**SOURCE MATERIAL**:
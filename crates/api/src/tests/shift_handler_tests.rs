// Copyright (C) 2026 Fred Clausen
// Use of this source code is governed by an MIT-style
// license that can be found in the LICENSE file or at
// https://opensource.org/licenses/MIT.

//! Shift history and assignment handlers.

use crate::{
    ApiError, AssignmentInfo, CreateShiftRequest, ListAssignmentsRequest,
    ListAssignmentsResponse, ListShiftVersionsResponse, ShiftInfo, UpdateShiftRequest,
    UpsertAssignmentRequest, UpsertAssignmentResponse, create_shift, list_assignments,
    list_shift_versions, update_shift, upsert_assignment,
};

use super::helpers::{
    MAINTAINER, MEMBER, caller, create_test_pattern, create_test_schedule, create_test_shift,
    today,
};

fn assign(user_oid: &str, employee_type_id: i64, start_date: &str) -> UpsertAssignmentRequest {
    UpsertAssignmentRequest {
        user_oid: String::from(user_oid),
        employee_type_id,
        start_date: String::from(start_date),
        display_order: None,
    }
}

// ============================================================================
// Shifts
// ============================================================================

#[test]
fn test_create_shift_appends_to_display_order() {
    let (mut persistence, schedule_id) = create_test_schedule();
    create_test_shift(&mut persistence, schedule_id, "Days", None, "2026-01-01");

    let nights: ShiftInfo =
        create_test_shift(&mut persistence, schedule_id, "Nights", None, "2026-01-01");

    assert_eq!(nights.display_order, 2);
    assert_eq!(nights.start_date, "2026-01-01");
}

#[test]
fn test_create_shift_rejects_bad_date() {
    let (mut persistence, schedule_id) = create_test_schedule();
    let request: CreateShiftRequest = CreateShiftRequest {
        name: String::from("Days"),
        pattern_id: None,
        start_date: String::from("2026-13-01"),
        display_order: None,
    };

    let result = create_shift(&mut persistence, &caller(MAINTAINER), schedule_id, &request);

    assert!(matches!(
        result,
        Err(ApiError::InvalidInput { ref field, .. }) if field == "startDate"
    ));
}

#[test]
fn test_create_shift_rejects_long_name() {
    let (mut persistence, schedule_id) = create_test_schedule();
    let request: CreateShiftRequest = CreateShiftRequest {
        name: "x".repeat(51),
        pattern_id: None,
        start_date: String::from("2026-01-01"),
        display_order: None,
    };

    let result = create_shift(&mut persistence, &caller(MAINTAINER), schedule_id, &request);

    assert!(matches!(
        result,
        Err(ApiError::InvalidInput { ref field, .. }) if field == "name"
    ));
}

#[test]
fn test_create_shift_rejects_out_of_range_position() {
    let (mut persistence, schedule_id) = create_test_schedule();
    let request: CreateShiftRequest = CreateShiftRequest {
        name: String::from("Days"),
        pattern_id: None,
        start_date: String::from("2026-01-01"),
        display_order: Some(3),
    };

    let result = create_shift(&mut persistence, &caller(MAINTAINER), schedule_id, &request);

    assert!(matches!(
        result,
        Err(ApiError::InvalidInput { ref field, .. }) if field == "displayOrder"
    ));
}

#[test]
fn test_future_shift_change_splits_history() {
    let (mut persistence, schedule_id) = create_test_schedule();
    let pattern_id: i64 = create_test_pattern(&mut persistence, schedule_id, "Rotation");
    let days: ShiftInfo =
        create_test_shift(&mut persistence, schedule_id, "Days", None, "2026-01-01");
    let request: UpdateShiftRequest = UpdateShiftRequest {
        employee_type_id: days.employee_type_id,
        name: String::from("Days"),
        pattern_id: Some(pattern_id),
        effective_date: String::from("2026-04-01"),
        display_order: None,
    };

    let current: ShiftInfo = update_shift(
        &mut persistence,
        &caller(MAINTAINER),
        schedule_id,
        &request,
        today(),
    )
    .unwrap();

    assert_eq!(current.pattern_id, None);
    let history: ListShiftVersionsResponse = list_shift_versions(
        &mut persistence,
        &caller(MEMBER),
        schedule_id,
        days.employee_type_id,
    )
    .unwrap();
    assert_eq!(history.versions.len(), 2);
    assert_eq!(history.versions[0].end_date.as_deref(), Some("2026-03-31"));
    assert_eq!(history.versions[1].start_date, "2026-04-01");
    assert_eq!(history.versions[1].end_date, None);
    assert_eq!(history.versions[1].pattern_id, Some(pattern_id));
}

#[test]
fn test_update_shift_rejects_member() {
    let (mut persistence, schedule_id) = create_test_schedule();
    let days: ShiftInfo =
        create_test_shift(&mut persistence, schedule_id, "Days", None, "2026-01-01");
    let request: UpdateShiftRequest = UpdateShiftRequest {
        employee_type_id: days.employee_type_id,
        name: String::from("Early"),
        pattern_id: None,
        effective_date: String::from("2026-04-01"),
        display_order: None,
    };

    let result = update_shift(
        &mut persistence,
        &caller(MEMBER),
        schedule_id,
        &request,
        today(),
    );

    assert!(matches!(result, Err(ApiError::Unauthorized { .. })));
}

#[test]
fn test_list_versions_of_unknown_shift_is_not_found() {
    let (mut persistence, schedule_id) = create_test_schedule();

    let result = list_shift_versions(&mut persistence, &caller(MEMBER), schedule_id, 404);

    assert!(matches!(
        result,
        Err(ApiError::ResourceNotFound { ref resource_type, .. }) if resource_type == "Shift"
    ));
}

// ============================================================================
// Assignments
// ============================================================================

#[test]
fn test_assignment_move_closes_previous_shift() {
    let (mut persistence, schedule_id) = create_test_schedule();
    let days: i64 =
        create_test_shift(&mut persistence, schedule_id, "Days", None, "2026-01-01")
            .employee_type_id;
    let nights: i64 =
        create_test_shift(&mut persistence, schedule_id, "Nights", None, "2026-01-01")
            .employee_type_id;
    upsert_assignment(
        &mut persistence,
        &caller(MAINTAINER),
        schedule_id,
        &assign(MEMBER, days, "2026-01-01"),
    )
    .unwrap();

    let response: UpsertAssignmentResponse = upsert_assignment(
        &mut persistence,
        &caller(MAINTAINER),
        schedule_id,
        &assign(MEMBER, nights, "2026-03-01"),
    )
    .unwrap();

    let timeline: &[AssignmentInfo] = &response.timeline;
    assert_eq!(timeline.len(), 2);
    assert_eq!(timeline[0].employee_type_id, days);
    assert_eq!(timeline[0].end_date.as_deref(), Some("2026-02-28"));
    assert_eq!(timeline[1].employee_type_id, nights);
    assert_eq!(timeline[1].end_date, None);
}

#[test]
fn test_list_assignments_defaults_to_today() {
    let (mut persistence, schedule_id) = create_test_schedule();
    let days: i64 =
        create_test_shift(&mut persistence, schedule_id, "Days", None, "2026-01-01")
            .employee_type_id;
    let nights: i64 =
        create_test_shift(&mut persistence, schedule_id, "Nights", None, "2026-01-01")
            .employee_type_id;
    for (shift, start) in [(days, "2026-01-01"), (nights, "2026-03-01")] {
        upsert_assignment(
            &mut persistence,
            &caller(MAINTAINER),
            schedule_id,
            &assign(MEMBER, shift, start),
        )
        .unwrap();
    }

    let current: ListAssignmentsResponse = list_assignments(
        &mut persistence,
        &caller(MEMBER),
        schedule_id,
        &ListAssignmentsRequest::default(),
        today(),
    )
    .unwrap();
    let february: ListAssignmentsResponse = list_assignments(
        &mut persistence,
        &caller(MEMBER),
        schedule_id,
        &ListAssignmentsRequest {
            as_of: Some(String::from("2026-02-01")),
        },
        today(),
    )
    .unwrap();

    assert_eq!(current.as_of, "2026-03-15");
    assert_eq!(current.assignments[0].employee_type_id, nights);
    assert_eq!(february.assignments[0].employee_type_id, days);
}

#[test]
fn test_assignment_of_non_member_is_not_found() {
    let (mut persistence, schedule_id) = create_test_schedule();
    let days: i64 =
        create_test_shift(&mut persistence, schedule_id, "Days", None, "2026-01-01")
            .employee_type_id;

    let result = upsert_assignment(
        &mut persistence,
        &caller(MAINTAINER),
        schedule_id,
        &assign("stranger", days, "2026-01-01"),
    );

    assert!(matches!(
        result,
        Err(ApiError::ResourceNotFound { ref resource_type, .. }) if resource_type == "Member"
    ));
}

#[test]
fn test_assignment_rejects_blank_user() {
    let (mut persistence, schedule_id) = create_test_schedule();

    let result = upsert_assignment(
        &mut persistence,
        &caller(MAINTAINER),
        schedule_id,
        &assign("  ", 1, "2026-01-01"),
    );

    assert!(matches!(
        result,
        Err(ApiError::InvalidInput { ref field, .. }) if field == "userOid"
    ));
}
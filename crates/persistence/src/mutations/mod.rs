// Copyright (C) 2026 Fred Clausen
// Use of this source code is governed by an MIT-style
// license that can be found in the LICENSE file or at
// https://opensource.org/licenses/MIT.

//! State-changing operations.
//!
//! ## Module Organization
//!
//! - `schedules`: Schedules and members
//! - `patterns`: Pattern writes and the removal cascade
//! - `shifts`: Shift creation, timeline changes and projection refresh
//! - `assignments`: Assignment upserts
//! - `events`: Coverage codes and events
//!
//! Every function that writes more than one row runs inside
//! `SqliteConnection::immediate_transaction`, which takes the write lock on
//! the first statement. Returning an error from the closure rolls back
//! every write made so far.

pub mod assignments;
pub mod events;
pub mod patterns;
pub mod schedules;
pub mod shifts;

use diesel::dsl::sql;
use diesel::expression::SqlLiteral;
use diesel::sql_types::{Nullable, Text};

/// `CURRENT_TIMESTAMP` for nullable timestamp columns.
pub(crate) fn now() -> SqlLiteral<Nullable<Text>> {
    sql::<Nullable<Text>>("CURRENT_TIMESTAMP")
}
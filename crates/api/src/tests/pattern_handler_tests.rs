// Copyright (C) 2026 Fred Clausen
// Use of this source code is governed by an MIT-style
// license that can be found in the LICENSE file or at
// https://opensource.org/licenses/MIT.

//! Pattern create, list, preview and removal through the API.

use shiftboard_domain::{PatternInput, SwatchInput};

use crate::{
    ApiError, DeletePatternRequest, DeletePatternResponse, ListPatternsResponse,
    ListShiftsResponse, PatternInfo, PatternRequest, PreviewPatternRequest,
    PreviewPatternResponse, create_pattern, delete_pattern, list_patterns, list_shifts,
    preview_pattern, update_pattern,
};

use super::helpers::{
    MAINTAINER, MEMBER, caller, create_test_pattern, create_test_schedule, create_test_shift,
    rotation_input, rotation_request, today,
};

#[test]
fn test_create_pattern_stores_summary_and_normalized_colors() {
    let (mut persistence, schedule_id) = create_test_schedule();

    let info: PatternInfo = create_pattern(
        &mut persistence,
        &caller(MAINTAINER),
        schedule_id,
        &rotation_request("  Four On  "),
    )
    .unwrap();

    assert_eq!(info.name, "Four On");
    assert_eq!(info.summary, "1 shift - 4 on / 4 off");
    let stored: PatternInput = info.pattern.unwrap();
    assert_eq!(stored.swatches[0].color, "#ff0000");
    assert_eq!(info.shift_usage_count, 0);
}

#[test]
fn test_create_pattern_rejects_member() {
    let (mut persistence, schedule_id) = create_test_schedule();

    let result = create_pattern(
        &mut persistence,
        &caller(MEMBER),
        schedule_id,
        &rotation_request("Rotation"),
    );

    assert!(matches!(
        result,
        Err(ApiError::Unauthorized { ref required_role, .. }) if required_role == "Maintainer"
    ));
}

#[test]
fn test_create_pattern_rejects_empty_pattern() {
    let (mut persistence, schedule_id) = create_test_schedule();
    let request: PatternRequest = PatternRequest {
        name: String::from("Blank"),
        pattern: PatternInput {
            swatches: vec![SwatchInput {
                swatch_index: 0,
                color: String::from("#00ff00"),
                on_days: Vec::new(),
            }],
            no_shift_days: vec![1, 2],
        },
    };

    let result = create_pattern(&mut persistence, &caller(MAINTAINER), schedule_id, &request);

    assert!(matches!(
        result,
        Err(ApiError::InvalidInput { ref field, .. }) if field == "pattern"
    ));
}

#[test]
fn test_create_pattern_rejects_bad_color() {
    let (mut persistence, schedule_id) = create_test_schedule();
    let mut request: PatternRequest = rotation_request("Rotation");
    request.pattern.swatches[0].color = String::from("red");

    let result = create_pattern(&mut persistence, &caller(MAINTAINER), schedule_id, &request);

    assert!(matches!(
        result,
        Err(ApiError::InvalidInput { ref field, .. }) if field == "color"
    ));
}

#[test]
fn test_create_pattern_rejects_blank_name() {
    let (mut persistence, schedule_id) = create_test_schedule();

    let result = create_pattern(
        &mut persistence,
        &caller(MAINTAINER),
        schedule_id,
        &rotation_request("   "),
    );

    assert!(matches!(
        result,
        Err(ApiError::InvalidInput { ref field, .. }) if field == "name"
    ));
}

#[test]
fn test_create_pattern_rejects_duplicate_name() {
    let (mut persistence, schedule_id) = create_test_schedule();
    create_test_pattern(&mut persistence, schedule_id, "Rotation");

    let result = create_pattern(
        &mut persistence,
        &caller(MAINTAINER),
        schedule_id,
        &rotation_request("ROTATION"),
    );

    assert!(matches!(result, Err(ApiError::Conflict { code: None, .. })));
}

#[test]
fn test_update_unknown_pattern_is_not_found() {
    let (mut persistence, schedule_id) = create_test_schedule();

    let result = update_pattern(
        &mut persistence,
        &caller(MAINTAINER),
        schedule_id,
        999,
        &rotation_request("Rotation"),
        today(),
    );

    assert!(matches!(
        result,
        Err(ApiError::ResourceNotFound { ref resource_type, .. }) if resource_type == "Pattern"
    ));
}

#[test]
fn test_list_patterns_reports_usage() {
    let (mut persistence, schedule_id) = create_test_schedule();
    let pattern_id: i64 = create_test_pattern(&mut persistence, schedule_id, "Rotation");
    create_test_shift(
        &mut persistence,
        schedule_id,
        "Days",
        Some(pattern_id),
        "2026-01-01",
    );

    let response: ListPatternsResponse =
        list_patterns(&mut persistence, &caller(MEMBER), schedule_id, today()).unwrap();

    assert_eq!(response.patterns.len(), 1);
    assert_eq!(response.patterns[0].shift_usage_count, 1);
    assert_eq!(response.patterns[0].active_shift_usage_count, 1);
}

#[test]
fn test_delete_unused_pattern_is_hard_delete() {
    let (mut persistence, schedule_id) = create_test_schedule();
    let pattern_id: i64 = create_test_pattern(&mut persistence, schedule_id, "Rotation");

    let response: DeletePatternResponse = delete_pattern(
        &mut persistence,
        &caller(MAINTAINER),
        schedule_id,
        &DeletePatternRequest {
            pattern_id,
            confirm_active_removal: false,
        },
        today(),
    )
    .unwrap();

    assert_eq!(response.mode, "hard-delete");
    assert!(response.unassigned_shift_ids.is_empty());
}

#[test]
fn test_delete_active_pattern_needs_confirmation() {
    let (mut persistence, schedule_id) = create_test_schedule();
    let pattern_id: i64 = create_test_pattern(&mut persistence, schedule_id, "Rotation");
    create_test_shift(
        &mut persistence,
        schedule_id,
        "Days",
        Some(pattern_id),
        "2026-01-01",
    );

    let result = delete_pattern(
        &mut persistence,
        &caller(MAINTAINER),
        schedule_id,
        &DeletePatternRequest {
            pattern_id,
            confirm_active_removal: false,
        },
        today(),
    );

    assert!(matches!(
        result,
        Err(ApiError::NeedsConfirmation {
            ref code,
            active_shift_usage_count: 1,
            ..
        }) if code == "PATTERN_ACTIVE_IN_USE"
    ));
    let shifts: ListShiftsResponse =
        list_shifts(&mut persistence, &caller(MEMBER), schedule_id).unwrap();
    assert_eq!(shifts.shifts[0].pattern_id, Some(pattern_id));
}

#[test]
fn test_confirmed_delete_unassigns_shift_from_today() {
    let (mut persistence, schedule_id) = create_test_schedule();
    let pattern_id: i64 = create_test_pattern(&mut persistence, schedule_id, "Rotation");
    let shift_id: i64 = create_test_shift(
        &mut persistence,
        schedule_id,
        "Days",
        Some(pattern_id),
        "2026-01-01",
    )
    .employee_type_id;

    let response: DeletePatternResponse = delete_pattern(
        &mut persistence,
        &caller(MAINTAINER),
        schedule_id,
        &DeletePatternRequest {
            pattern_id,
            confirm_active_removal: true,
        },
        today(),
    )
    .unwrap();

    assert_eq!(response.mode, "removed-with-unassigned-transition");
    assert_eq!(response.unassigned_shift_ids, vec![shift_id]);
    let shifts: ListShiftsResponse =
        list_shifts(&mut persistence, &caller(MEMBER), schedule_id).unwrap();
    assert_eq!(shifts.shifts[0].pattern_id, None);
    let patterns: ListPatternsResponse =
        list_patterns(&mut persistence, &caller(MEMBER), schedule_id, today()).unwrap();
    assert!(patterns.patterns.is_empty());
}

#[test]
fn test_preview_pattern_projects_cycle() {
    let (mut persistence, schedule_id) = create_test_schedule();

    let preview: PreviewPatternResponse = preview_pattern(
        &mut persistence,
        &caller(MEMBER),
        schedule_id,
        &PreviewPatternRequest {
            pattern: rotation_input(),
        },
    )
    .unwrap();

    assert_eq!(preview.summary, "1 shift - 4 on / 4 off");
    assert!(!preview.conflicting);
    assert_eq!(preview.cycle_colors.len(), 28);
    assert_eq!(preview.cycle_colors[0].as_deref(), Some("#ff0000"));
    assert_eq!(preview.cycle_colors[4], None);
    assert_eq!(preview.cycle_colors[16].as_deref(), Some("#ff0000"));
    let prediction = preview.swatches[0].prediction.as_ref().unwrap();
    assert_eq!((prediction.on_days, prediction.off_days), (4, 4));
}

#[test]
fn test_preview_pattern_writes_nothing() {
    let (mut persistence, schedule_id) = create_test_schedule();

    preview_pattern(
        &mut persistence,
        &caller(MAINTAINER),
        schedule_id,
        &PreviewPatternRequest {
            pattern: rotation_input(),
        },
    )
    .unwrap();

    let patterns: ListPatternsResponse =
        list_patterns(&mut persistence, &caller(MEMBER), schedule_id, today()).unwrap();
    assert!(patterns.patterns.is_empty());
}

**INSTRUCTIONS FOR THE TASK**: Copy out the range of lines above starting at the line with "filename crates/persistence/src/mutations/mod.rs" and ending at the line with "and projection refresh", exactly and including both.

**RESPONSE BELOW**:
filename crates/persistence/src/mutations/mod.rs
// Copyright (C) 2026 Fred Clausen
// Use of this source code is governed by an MIT-style
// license that can be found in the LICENSE file or at
// https://opensource.org/licenses/MIT.

//! State-changing operations.
//!
//! ## Module Organization
//!
//! - `schedules`: Schedules and members
//! - `patterns`: Pattern writes and the removal cascade
//! - `shifts`: Shift creation, timeline changes and projection refresh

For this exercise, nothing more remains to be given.